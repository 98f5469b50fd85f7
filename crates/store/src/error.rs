//! Store error types.

use chunkline_protocol::{Coded, ErrorCode, FailureKind};

/// Persistence backend errors.
#[derive(Debug, Clone, thiserror::Error)]
pub enum StoreError {
    #[error("not found: {0}")]
    NotFound(String),

    #[error("already exists: {0}")]
    AlreadyExists(String),

    #[error("conflict: {0}")]
    Conflict(String),

    #[error("store timed out: {0}")]
    Timeout(String),

    #[error("store unavailable: {0}")]
    Unavailable(String),

    #[error("internal store error: {0}")]
    Internal(String),
}

impl StoreError {
    /// Whether retrying the same operation may succeed.
    pub fn is_transient(&self) -> bool {
        matches!(self, Self::Timeout(_) | Self::Unavailable(_))
    }

    /// Retry-log classification of this error.
    pub fn failure_kind(&self) -> FailureKind {
        match self {
            Self::Timeout(_) => FailureKind::NetworkTimeout,
            Self::Unavailable(_) => FailureKind::ServerError,
            Self::NotFound(_) | Self::AlreadyExists(_) | Self::Conflict(_) | Self::Internal(_) => {
                FailureKind::StorageError
            }
        }
    }
}

impl Coded for StoreError {
    fn code(&self) -> ErrorCode {
        ErrorCode::StorageError
    }
}

/// Result type for store operations.
pub type StoreResult<T> = std::result::Result<T, StoreError>;
use serde::{Deserialize, Serialize};

use crate::codes::ErrorCode;

/// Error details carried by a failed [`ApiResult`].
#[derive(Debug, Clone, PartialEq, Eq, Serialize, Deserialize)]
pub struct ApiError {
    pub code: ErrorCode,
    pub message: String,
}

/// Errors that know their machine-readable code.
pub trait Coded: std::fmt::Display {
    fn code(&self) -> ErrorCode;
}

impl<E: Coded> From<&E> for ApiError {
    fn from(err: &E) -> Self {
        Self {
            code: err.code(),
            message: err.to_string(),
        }
    }
}

/// Tagged success/error result returned across the service boundary.
///
/// Serializes as `{"status":"success","data":...}` or
/// `{"status":"error","code":"...","message":"..."}`.
#[derive(Debug, Clone, PartialEq, Serialize, Deserialize)]
#[serde(tag = "status", rename_all = "lowercase")]
pub enum ApiResult<T> {
    Success { data: T },
    Error { code: ErrorCode, message: String },
}

impl<T> ApiResult<T> {
    pub fn success(data: T) -> Self {
        Self::Success { data }
    }

    pub fn error(code: ErrorCode, message: impl Into<String>) -> Self {
        Self::Error {
            code,
            message: message.into(),
        }
    }

    /// Converts an internal result, keeping the error's code and message.
    pub fn from_result<E: Coded>(result: Result<T, E>) -> Self {
        match result {
            Ok(data) => Self::success(data),
            Err(e) => {
                let err = ApiError::from(&e);
                Self::Error {
                    code: err.code,
                    message: err.message,
                }
            }
        }
    }

    pub fn is_success(&self) -> bool {
        matches!(self, Self::Success { .. })
    }

    /// Returns the error code, if this is an error.
    pub fn error_code(&self) -> Option<ErrorCode> {
        match self {
            Self::Success { .. } => None,
            Self::Error { code, .. } => Some(*code),
        }
    }

    pub fn data(&self) -> Option<&T> {
        match self {
            Self::Success { data } => Some(data),
            Self::Error { .. } => None,
        }
    }

    pub fn into_result(self) -> Result<T, ApiError> {
        match self {
            Self::Success { data } => Ok(data),
            Self::Error { code, message } => Err(ApiError { code, message }),
        }
    }
}

impl<T, E: Coded> From<Result<T, E>> for ApiResult<T> {
    fn from(result: Result<T, E>) -> Self {
        Self::from_result(result)
    }
}

#[cfg(test)]
mod tests {
    use super::*;

    #[derive(Debug)]
    struct Missing;

    impl std::fmt::Display for Missing {
        fn fmt(&self, f: &mut std::fmt::Formatter<'_>) -> std::fmt::Result {
            f.write_str("session not found: abc")
        }
    }

    impl Coded for Missing {
        fn code(&self) -> ErrorCode {
            ErrorCode::SessionNotFound
        }
    }

    #[test]
    fn success_is_tagged() {
        let res = ApiResult::success(serde_json::json!({"progress": 40}));
        let json = serde_json::to_string(&res).unwrap();
        assert_eq!(json, r#"{"status":"success","data":{"progress":40}}"#);
    }

    #[test]
    fn error_is_tagged() {
        let res: ApiResult<()> = ApiResult::from_result(Err(Missing));
        let json = serde_json::to_string(&res).unwrap();
        assert_eq!(
            json,
            r#"{"status":"error","code":"SESSION_NOT_FOUND","message":"session not found: abc"}"#
        );
        assert_eq!(res.error_code(), Some(ErrorCode::SessionNotFound));
        assert!(!res.is_success());
    }

    #[test]
    fn roundtrip_through_json() {
        let res: ApiResult<u32> = ApiResult::error(ErrorCode::IncompleteUpload, "2/5 chunks");
        let json = serde_json::to_string(&res).unwrap();
        let parsed: ApiResult<u32> = serde_json::from_str(&json).unwrap();
        assert_eq!(parsed, res);
        let err = parsed.into_result().unwrap_err();
        assert_eq!(err.code, ErrorCode::IncompleteUpload);
    }

    #[test]
    fn data_accessor() {
        let res: ApiResult<u32> = Ok::<u32, Missing>(7).into();
        assert_eq!(res.data(), Some(&7));
        assert!(res.error_code().is_none());
    }
}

_Required action_: Please copy each line of the entries in which the word "enum" shows up.

_Exercise output_:
pub enum StoreError {
pub enum ApiResult<T> {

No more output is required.